Inventory is up, transactions are slow, and quietly listed homes are outperforming the open market. A working read on where Toronto's top-tier housing stands at mid-year.

Two distinct stories are unfolding in the Toronto luxury market through Q2 2026.

On the open MLS, $5M+ listings continue to sit longer than they did even six months ago. Days-on-market for the top quartile of Forest Hill, Rosedale, and the Bridle Path has stretched into the 90-plus range, with several well-positioned homes pulling back to the off-market shadow after thirty days because the right buyer hadn't materialized yet.

Off the open market, the story is quieter and more constructive.
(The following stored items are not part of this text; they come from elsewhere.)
//!
//! Caseflow Forms - multi-page application form flows
//!
//! A flow is an ordered list of tasks, each an ordered list of question
//! pages. Page completion is never stored: it is read from the record by
//! asking whether it validates under the context named after the page.
//! Navigation between pages walks the page list and skips pages whose
//! applicability predicate rejects the record.

#![forbid(unsafe_code)]
#![warn(missing_docs)]

/// Error types
pub mod error;

/// Previous/next navigation around a page
pub mod evaluator;

/// Flows and their builder
pub mod flow;

/// Question pages
pub mod page;

/// The record a flow is filled in against
pub mod record;

/// Routes, locations and routers
pub mod routing;

/// Tasks and task status
pub mod task;

// Re-export key types
pub use error::FormError;
pub use evaluator::{NavigationMode, TaskEvaluator};
pub use flow::{FormFlow, FormFlowBuilder, TaskBuilder};
pub use page::{Applicability, QuestionPage};
pub use record::FormRecord;
pub use routing::{Location, PageRoute, PathRouter, Route, Router};
pub use task::{Task, TaskStatus};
A meaningful share of Toronto's top-tier transactions in the last quarter happened through pre-market introductions — agent-to-agent, club-to-club, family-to-family — at prices that didn't surface as public comparables. From where I sit, the buyers who care most about discretion have always preferred this lane; what's notable now is that more sellers are reaching the same conclusion.

Practically: if you're selling at the top end, the question of whether to list openly or to test discreetly has changed. A six-week off-market window with the right boutique brokerage will reach the buyer pool that actually buys in this segment without committing the property to the open market.

On the buy side, this is a quieter, more thoughtful environment than 2022's frenzy. Deal terms are negotiable in ways they haven't been in years — inspection conditions, financing windows, deposit structures — and well-prepared buyers are getting real consideration rather than the all-cash bidding wars of the prior cycle.

We'll see the second-half data shape up through the summer. My current read: thin but high-quality transaction volume, with prices stable to slightly softer in the broader market and firmer in the trophy tier.